> WHAT IS BEING ASKED: Your output should be the lines from the start of the data through the line containing "obtaining a copy", exactly and nothing more.

** DATA EXTRACT follows **

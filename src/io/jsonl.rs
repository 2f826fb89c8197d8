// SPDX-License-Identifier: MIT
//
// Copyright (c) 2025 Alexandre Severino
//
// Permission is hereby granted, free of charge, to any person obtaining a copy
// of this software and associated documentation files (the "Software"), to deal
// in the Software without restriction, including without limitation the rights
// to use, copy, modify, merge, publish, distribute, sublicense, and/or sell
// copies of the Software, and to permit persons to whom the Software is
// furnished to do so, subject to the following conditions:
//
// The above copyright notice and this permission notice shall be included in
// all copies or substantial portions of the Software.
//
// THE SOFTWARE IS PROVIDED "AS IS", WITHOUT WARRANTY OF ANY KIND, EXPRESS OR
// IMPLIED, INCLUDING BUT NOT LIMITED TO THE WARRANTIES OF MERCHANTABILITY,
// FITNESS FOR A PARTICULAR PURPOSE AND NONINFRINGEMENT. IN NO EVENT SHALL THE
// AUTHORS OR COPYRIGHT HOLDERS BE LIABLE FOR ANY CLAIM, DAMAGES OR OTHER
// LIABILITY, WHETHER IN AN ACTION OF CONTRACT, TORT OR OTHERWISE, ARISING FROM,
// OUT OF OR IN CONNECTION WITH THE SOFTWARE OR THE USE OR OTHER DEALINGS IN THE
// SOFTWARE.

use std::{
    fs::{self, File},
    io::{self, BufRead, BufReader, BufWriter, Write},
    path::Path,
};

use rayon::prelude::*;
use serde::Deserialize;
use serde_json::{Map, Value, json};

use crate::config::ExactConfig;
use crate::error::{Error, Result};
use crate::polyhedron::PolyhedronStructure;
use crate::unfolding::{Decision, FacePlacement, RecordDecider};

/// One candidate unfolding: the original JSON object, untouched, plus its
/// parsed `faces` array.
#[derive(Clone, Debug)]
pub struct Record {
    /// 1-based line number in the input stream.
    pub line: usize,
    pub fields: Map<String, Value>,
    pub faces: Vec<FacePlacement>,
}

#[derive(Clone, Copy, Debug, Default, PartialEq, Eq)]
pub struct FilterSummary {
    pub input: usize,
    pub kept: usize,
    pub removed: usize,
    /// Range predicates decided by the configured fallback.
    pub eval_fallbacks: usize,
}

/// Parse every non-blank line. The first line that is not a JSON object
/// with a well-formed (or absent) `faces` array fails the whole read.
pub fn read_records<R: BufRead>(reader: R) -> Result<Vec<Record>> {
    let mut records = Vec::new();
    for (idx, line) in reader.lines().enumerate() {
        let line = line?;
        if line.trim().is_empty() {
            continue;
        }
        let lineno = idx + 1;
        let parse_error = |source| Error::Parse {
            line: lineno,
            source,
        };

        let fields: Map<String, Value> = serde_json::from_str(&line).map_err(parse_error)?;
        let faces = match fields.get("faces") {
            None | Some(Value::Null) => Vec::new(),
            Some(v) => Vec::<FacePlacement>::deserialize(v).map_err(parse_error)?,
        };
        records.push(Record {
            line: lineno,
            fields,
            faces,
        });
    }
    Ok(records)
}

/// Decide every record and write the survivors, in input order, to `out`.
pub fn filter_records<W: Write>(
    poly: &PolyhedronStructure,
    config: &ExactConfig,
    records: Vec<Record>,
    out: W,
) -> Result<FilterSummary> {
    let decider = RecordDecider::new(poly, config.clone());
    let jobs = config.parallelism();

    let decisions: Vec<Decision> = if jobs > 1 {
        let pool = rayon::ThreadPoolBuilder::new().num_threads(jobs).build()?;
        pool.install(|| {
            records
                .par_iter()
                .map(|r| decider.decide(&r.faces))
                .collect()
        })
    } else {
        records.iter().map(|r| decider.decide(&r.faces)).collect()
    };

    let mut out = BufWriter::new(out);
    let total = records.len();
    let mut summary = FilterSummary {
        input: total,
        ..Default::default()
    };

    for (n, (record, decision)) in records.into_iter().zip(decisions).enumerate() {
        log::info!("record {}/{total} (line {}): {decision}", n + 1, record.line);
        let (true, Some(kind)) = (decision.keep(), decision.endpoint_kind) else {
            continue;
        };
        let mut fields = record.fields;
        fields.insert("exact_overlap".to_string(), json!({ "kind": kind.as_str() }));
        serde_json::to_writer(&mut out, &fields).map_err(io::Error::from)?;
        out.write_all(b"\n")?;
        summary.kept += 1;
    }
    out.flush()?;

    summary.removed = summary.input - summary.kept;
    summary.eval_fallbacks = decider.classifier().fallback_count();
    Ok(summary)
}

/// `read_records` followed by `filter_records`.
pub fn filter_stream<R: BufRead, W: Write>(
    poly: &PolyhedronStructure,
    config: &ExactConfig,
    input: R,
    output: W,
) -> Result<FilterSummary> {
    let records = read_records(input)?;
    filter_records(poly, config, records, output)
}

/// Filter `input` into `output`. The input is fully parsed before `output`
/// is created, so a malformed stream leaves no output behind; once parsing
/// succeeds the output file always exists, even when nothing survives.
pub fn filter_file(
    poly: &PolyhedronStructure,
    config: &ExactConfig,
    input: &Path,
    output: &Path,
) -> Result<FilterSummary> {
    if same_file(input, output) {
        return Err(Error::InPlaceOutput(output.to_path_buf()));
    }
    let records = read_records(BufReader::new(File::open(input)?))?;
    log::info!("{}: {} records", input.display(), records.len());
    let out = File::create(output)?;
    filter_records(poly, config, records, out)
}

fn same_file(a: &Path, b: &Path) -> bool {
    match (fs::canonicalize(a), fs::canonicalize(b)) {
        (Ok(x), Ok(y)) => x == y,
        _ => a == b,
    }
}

** End of DATA EXTRACT **

> OUTPUT:
filename src/io/jsonl.rs
repository 2f826fb89c8197d8
// SPDX-License-Identifier: MIT
//
// Copyright (c) 2025 Alexandre Severino
//
// Permission is hereby granted, free of charge, to any person obtaining a copy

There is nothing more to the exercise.